Introduction
A separate database plugin to support MongoDB-specific features and configurations.
...
The suggestion is to move existing mongodb-plugins module to the mongodb-plugins repository.
MongoDB Overview
Document database
A record in MongoDB is a document, which is a data structure composed of field and value pairs. MongoDB documents are similar to JSON objects.
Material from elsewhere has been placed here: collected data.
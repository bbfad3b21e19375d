//! Sonde daemon binary
//!
//! Serves reachability probes for databases, LDAP directories, sockets and
//! URLs over HTTP.

use clap::Parser;
use daemon::{Daemon, DaemonConfig};
use sonde_core::Settings;
use tracing::{error, info, warn};

#[derive(Parser, Debug)]
#[command(name = "sonde")]
#[command(about = "HTTP reachability probes for databases, directories, sockets and URLs")]
#[command(version)]
struct Cli {
    /// Address to listen on
    #[arg(long, env = "SONDE_HOST", default_value = "0.0.0.0")]
    host: String,

    /// Port to listen on
    #[arg(long, env = "SONDE_PORT", default_value_t = 3000)]
    port: u16,

    /// Log level or filter directive (RUST_LOG takes precedence)
    #[arg(long, env = "SONDE_LOG", default_value = "info")]
    log_level: String,
}

#[tokio::main]
async fn main() -> daemon::Result<()> {
    let cli = Cli::parse();
    sonde_core::utils::init_tracing(&cli.log_level)?;

    info!("Starting Sonde {}", env!("CARGO_PKG_VERSION"));

    // settings are re-read per request; this only reports problems early
    match Settings::from_env() {
        Ok(settings) => info!(
            "network timeout {}, test url {}, directory {}",
            humantime::format_duration(settings.network_timeout),
            settings.test_url,
            settings.directory.url
        ),
        Err(e) => warn!("probe settings are invalid, affected routes will fail: {}", e),
    }

    let daemon = Daemon::new(DaemonConfig {
        host: cli.host,
        port: cli.port,
    });
    daemon.start(shutdown_signal()).await
}

async fn shutdown_signal() {
    match tokio::signal::ctrl_c().await {
        Ok(()) => info!("Shutdown signal received"),
        Err(e) => {
            error!("Failed to listen for shutdown signal: {}", e);
            std::future::pending::<()>().await;
        }
    }
}
//! Crate-level errors
//!
//! Probe failures are normally folded into a `ProbeResult` and never reach
//! this type. `CoreError` covers what happens around probing: unusable
//! settings, rejected caller input, and process setup.

use schema::ErrorKind;
use thiserror::Error;

use crate::probe::ProbeError;

#[derive(Error, Debug)]
pub enum CoreError {
    /// An environment setting could not be used
    #[error("Configuration error: {0}")]
    ConfigurationError(String),

    /// A caller-supplied value was rejected before any probe ran
    #[error("Validation error: {0}")]
    ValidationError(String),

    /// Process-wide setup such as the tracing subscriber failed
    #[error("Initialization error: {0}")]
    InitializationError(String),

    #[error("Probe error: {0}")]
    ProbeError(#[from] ProbeError),

    #[error("Serialization error: {0}")]
    SerializationError(#[from] serde_json::Error),
}

impl CoreError {
    /// Stable code for logs and operator tooling
    pub fn code(&self) -> &'static str {
        match self {
            CoreError::ConfigurationError(_) => "CORE001",
            CoreError::ValidationError(_) => "CORE002",
            CoreError::InitializationError(_) => "CORE003",
            CoreError::ProbeError(_) => "CORE004",
            CoreError::SerializationError(_) => "CORE005",
        }
    }

    /// Probe classification, `Unknown` for errors raised outside a probe
    pub fn kind(&self) -> ErrorKind {
        match self {
            CoreError::ProbeError(inner) => inner.kind(),
            _ => ErrorKind::Unknown,
        }
    }
}

pub type Result<T> = std::result::Result<T, CoreError>;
The values of fields may include other documents, arrays, and arrays of documents.
Code Block |
---|
{
"_id" : ObjectId("5d3f1c2a2f547625b0bbb397"),
"string" : "AAPL",
"int32" : 10,
"double" : 23.23,
"array" : [
"a1",
"a2"
],
"object" : {
"inner_field" : "val"
},
"binary" : { "$binary" : "YmluYXJ5IGRhdGE=", "$type" : "00" },
"undefined" : undefined,
"boolean" : false,
"date" : ISODate("2019-07-29T16:17:46.109Z"),
"null" : null,
"regex" : /./,
"dbpointer" : DBRef("source", "5d079ee6d078c94008e4bb3a"),
"javascript" : var l = 1;,
"javascriptwithscope" : { "$code" : var l = 1; , "$scope" : { "scope" : "scope_val" } },
"symbol" : "a",
"timestamp" : Timestamp(1564417066, 1),
"long" : NumberLong(9223372036854775807),
"decimal" : NumberDecimal("3.100000"),
"minkey" : { "$minKey" : 1 },
"maxkey" : { "$maxKey" : 1 }
} |
BSON
BSON is a binary serialization format used to store documents and make remote procedure calls in MongoDB. The BSON specification is located at bsonspec.org
Document limitations
- The maximum BSON document size is 16 megabytes.
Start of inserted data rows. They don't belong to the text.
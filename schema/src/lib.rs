//! Schema definitions for sonde
//!
//! This crate contains the request-scoped data structures shared by the
//! probe engine and the HTTP front end. All types here implement JSON Schema
//! generation for external consumption.

pub mod probe;

pub use probe::*;

use schemars::JsonSchema;
use serde::{Deserialize, Serialize, Serializer};
use std::fmt;

/// Text written in place of any credential value
pub const SECRET_MASK: &str = "********";

/// A credential passed through to a remote endpoint
///
/// The clear value is only reachable through [`Secret::expose`]. Formatting
/// and serialization always produce [`SECRET_MASK`].
#[derive(Clone, Default, PartialEq, Eq, Deserialize, JsonSchema)]
#[serde(transparent)]
pub struct Secret(String);

impl Secret {
    /// Wrap a credential value
    pub fn new(value: impl Into<String>) -> Self {
        Self(value.into())
    }

    /// Borrow the clear value. Only drivers should call this.
    pub fn expose(&self) -> &str {
        &self.0
    }

    /// Whether no credential was supplied
    pub fn is_empty(&self) -> bool {
        self.0.is_empty()
    }
}

impl fmt::Debug for Secret {
    fn fmt(&self, f: &mut fmt::Formatter<'_>) -> fmt::Result {
        f.write_str(SECRET_MASK)
    }
}

impl fmt::Display for Secret {
    fn fmt(&self, f: &mut fmt::Formatter<'_>) -> fmt::Result {
        f.write_str(SECRET_MASK)
    }
}

impl Serialize for Secret {
    fn serialize<S: Serializer>(&self, serializer: S) -> Result<S::Ok, S::Error> {
        serializer.serialize_str(SECRET_MASK)
    }
}

impl From<&str> for Secret {
    fn from(s: &str) -> Self {
        Secret::new(s)
    }
}

impl From<String> for Secret {
    fn from(s: String) -> Self {
        Secret(s)
    }
}
//! SQL database connectivity probing

use async_trait::async_trait;
use schema::{ConnectionConfig, ProbeResult, ProbeSubject};
use sqlx::{AnyConnection, Connection};
use std::fmt;
use std::future::Future;
use std::str::FromStr;
use tokio::time::timeout;
use tracing::{debug, info, warn};
use url::Url;

use super::{error_chain, finish, Probe, ProbeError};

/// Database engines with a known connection-string dialect
#[derive(Debug, Clone, Copy, PartialEq, Eq)]
pub enum Engine {
    MySql,
    Postgres,
}

impl Engine {
    /// Canonical engine name
    pub fn as_str(&self) -> &'static str {
        match self {
            Engine::MySql => "mysql",
            Engine::Postgres => "postgres",
        }
    }

    /// Port used when none is configured
    pub fn default_port(&self) -> u16 {
        match self {
            Engine::MySql => 3306,
            Engine::Postgres => 5432,
        }
    }

    /// Build the driver URL for `config`
    ///
    /// The returned URL carries the password; it must only be handed to the
    /// driver and never formatted into logs or messages.
    pub fn dsn(&self, config: &ConnectionConfig) -> Result<Url, ProbeError> {
        let port: u16 = config
            .port()
            .trim()
            .parse()
            .map_err(|_| ProbeError::Dial(format!("invalid port \"{}\"", config.port())))?;
        let mut url = Url::parse(&format!("{}://{}:{}/", self.as_str(), config.host(), port))
            .map_err(|e| ProbeError::Dial(format!("invalid address {}: {e}", config.host())))?;

        let invalid = |_| ProbeError::Dial("credentials cannot be set on this address".to_string());
        if !config.user().is_empty() {
            url.set_username(config.user()).map_err(invalid)?;
        }
        if !config.password().is_empty() {
            url.set_password(Some(config.password().expose()))
                .map_err(invalid)?;
        }
        url.set_path(&format!("/{}", config.database()));
        if let Engine::Postgres = self {
            url.query_pairs_mut().append_pair("sslmode", "disable");
        }
        Ok(url)
    }

    /// Quote `table` as an identifier in this dialect
    ///
    /// A `schema.table` form quotes each part separately. Embedded quote
    /// characters are doubled. Postgres parts are lower-cased first, the way
    /// the server folds unquoted names, so `Users` still finds `users`.
    pub fn quote_identifier(&self, table: &str) -> Result<String, ProbeError> {
        let table = table.trim();
        if table.is_empty() {
            return Err(ProbeError::Query("table name cannot be empty".to_string()));
        }
        let quote = match self {
            Engine::MySql => '`',
            Engine::Postgres => '"',
        };
        let mut parts = Vec::new();
        for part in table.split('.') {
            if part.is_empty() {
                return Err(ProbeError::Query(format!("invalid table name \"{table}\"")));
            }
            let part = match self {
                Engine::MySql => part.to_string(),
                Engine::Postgres => part.to_lowercase(),
            };
            let escaped = part.replace(quote, &format!("{quote}{quote}"));
            parts.push(format!("{quote}{escaped}{quote}"));
        }
        Ok(parts.join("."))
    }
}

impl FromStr for Engine {
    type Err = ProbeError;

    fn from_str(s: &str) -> Result<Self, Self::Err> {
        match s.trim().to_lowercase().as_str() {
            "mysql" | "mariadb" => Ok(Engine::MySql),
            "postgres" | "postgresql" | "pg" => Ok(Engine::Postgres),
            other => Err(ProbeError::Unsupported(format!("database engine '{other}'"))),
        }
    }
}

impl fmt::Display for Engine {
    fn fmt(&self, f: &mut fmt::Formatter<'_>) -> fmt::Result {
        f.write_str(self.as_str())
    }
}

/// Database probe: open, ping, then fetch the server version
///
/// The connection is opened and closed within a single call, so nothing is
/// shared between probes.
#[derive(Debug, Clone)]
pub struct DatabaseProbe {
    config: ConnectionConfig,
}

impl DatabaseProbe {
    /// Create a probe; `config.engine()` selects the dialect
    pub fn new(config: ConnectionConfig) -> Self {
        Self { config }
    }

    /// Get the connection parameters
    pub fn config(&self) -> &ConnectionConfig {
        &self.config
    }

    fn engine(&self) -> Result<Engine, ProbeError> {
        self.config.engine().parse()
    }

    fn tag(&self) -> String {
        self.config.engine().to_uppercase()
    }

    /// Run `SELECT COUNT(*)` against `table` and report the row count
    ///
    /// Never fails; errors are folded into the returned result.
    pub async fn count(&self, table: &str) -> ProbeResult {
        let outcome = self.count_rows(table).await;
        finish(self, outcome)
    }

    async fn count_rows(&self, table: &str) -> Result<String, ProbeError> {
        let engine = self.engine()?;
        let quoted = engine.quote_identifier(table)?;
        let request = format!("SELECT COUNT(*) AS COUNT FROM {quoted}");
        info!("[{}] REQUEST: {}", self.tag(), request);

        let mut conn = self.open(engine).await?;
        let outcome = self
            .bounded(sqlx::query_scalar::<_, i64>(&request).fetch_one(&mut conn))
            .await;
        self.close(conn).await;

        let count = outcome?;
        let message = format!("{count} row(s) found in table {}", table.trim().to_uppercase());
        info!("[{}] MSG: {}", self.tag(), message);
        Ok(message)
    }

    async fn open(&self, engine: Engine) -> Result<AnyConnection, ProbeError> {
        sqlx::any::install_default_drivers();
        let dsn = engine.dsn(&self.config)?;
        debug!("[{}] connecting to {}", self.tag(), self.config);

        let mut conn = match timeout(self.config.timeout(), AnyConnection::connect(dsn.as_str())).await {
            Ok(Ok(conn)) => conn,
            Ok(Err(e)) => return Err(ProbeError::Dial(format!("open: {}", error_chain(&e)))),
            Err(_elapsed) => return Err(ProbeError::Timeout(self.config.timeout())),
        };

        let pinged = timeout(self.config.timeout(), conn.ping()).await;
        match pinged {
            Ok(Ok(())) => Ok(conn),
            Ok(Err(e)) => {
                self.close(conn).await;
                Err(ProbeError::Dial(format!("ping: {}", error_chain(&e))))
            }
            // dropping the handle closes the socket without another round trip
            Err(_elapsed) => Err(ProbeError::Timeout(self.config.timeout())),
        }
    }

    /// Bound a query by the configured timeout, mapping driver errors to `Query`
    async fn bounded<T, F>(&self, fut: F) -> Result<T, ProbeError>
    where
        F: Future<Output = Result<T, sqlx::Error>>,
    {
        match timeout(self.config.timeout(), fut).await {
            Ok(Ok(value)) => Ok(value),
            Ok(Err(e)) => Err(ProbeError::Query(error_chain(&e))),
            Err(_elapsed) => Err(ProbeError::Timeout(self.config.timeout())),
        }
    }

    async fn close(&self, conn: AnyConnection) {
        if let Err(e) = conn.close().await {
            warn!("[{}] close: {}", self.tag(), e);
        }
    }
}

#[async_trait]
impl Probe for DatabaseProbe {
    fn subject(&self) -> ProbeSubject {
        ProbeSubject::Connection(self.config.clone())
    }

    fn secrets(&self) -> Vec<&str> {
        vec![self.config.password().expose()]
    }

    async fn check(&self) -> Result<String, ProbeError> {
        let engine = self.engine()?;
        let mut conn = self.open(engine).await?;
        let outcome = self
            .bounded(sqlx::query_scalar::<_, String>("SELECT VERSION()").fetch_one(&mut conn))
            .await;
        self.close(conn).await;

        let version = outcome?;
        Ok(format!("Database connection OK (version: {version})"))
    }

    fn failure_message(&self, err: &ProbeError) -> String {
        format!("[{}] {} : {}", self.tag(), self.config, err)
    }
}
- In MongoDB, each document stored in a collection requires a unique _id field that acts as a primary key. If an inserted document omits the _id field, the MongoDB driver automatically generates an ObjectId for the _id field.
Flexible schema
Unlike SQL databases, where you must determine and declare a table’s schema before inserting data, MongoDB’s collections, by default, does not require its documents to have the same schema.
- The documents in a single collection do not need to have the same set of fields and the data type for a field can differ across documents within a collection.
- To change the structure of the documents in a collection, such as add new fields, remove existing fields, or change the field values to a new type, update the documents to the new structure.
Query filter documents
A query filter document and query operators can be used to specify conditions.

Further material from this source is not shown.